Take the records below from their first line to the line with "use std::collections::HashMap;", and restate those lines word for word.

- Opening Delimiter -

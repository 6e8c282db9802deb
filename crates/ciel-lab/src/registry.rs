//! Experiment registry and trait definitions
//!
//! Each experiment is a named, zero-argument procedure that returns a
//! metrics record. Experiments are added by name; adding a name twice
//! keeps the later one.

use ciel_core::{Error, Metrics, Result};
use std::collections::HashMap;
use std::fmt;
use std::sync::Arc;
use tracing::{debug, info};

/// A named probe. Implement this to add a new experiment.
pub trait Experiment: Send + Sync {
    /// Unique experiment name (e.g. "norm_stability").
    fn name(&self) -> &str;

    /// One-line description for listings.
    fn description(&self) -> &str {
        ""
    }

    /// Run the probe. Errors propagate to the caller of `Registry::run`.
    fn execute(&self) -> Result<Metrics>;
}

/// Adapter turning a closure into an `Experiment`.
pub struct FnExperiment<F> {
    name: String,
    description: String,
    f: F,
}

impl<F> FnExperiment<F>
where
    F: Fn() -> Result<Metrics> + Send + Sync,
{
    pub fn new(name: impl Into<String>, f: F) -> Self {
        Self {
            name: name.into(),
            description: String::new(),
            f,
        }
    }

    pub fn describe(mut self, description: impl Into<String>) -> Self {
        self.description = description.into();
        self
    }
}

impl<F> Experiment for FnExperiment<F>
where
    F: Fn() -> Result<Metrics> + Send + Sync,
{
    fn name(&self) -> &str {
        &self.name
    }

    fn description(&self) -> &str {
        &self.description
    }

    fn execute(&self) -> Result<Metrics> {
        (self.f)()
    }
}

/// Results of a batch run, in the order the names were requested.
/// A name requested twice keeps its first position and its last value.
#[derive(Debug, Clone, Default, PartialEq)]
pub struct RunReport {
    entries: Vec<(String, Metrics)>,
}

impl RunReport {
    fn record(&mut self, name: &str, metrics: Metrics) {
        match self.entries.iter_mut().find(|(n, _)| n == name) {
            Some(entry) => entry.1 = metrics,
            None => self.entries.push((name.to_string(), metrics)),
        }
    }

    pub fn get(&self, name: &str) -> Option<&Metrics> {
        self.entries.iter().find(|(n, _)| n == name).map(|(_, m)| m)
    }

    pub fn names(&self) -> Vec<&str> {
        self.entries.iter().map(|(n, _)| n.as_str()).collect()
    }

    pub fn iter(&self) -> impl Iterator<Item = (&str, &Metrics)> {
        self.entries.iter().map(|(n, m)| (n.as_str(), m))
    }

    pub fn len(&self) -> usize {
        self.entries.len()
    }

    pub fn is_empty(&self) -> bool {
        self.entries.is_empty()
    }
}

impl IntoIterator for RunReport {
    type Item = (String, Metrics);
    type IntoIter = std::vec::IntoIter<(String, Metrics)>;

    fn into_iter(self) -> Self::IntoIter {
        self.entries.into_iter()
    }
}

pub struct Registry {
    experiments: HashMap<String, Arc<dyn Experiment>>,
}

impl fmt::Debug for Registry {
    fn fmt(&self, f: &mut fmt::Formatter<'_>) -> fmt::Result {
        f.debug_struct("Registry")
            .field("experiments", &self.list())
            .finish()
    }
}

impl Default for Registry {
    fn default() -> Self {
        Self::new()
    }
}

impl Registry {
    pub fn new() -> Self {
        Self { experiments: HashMap::new() }
    }

    /// Register an experiment. Replaces any existing one with the same name.
    pub fn register(&mut self, experiment: impl Experiment + 'static) -> Result<()> {
        let name = experiment.name().to_string();
        if name.is_empty() {
            return Err(Error::invalid_config("experiment name must not be empty"));
        }
        if self.experiments.insert(name.clone(), Arc::new(experiment)).is_some() {
            debug!(experiment = %name, "replaced registration");
        }
        Ok(())
    }

    /// Register a closure under `name`.
    pub fn add<F>(&mut self, name: impl Into<String>, f: F) -> Result<()>
    where
        F: Fn() -> Result<Metrics> + Send + Sync + 'static,
    {
        self.register(FnExperiment::new(name, f))
    }

    /// Remove an experiment by name.
    pub fn remove(&mut self, name: &str) -> bool {
        self.experiments.remove(name).is_some()
    }

    pub fn get(&self, name: &str) -> Option<Arc<dyn Experiment>> {
        self.experiments.get(name).cloned()
    }

    pub fn contains(&self, name: &str) -> bool {
        self.experiments.contains_key(name)
    }

    /// Registered names, sorted.
    pub fn list(&self) -> Vec<&str> {
        let mut names: Vec<&str> = self.experiments.keys().map(|s| s.as_str()).collect();
        names.sort_unstable();
        names
    }

    pub fn len(&self) -> usize {
        self.experiments.len()
    }

    pub fn is_empty(&self) -> bool {
        self.experiments.is_empty()
    }

    /// Run one experiment; unknown names are an error here.
    pub fn run_one(&self, name: &str) -> Result<Metrics> {
        let experiment = self
            .get(name)
            .ok_or_else(|| Error::UnknownExperiment(name.to_string()))?;
        info!(experiment = %name, "running");
        experiment.execute()
    }

    /// Run each named experiment once per mention, in order. Unknown
    /// names are skipped; the first failing experiment aborts the batch.
    pub fn run<I, S>(&self, names: I) -> Result<RunReport>
    where
        I: IntoIterator<Item = S>,
        S: AsRef<str>,
    {
        let mut report = RunReport::default();
        for name in names {
            let name = name.as_ref();
            match self.experiments.get(name) {
                Some(experiment) => {
                    info!(experiment = %name, "running");
                    let metrics = experiment.execute()?;
                    report.record(name, metrics);
                }
                None => debug!(experiment = %name, "skipping unknown experiment"),
            }
        }
        Ok(report)
    }
}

- Closing Delimiter -

WRITTEN ANSWER:
repository 6e8c282db9802deb
filename crates/ciel-lab/src/registry.rs
//! Experiment registry and trait definitions
//!
//! Each experiment is a named, zero-argument procedure that returns a
//! metrics record. Experiments are added by name; adding a name twice
//! keeps the later one.

use ciel_core::{Error, Metrics, Result};
use std::collections::HashMap;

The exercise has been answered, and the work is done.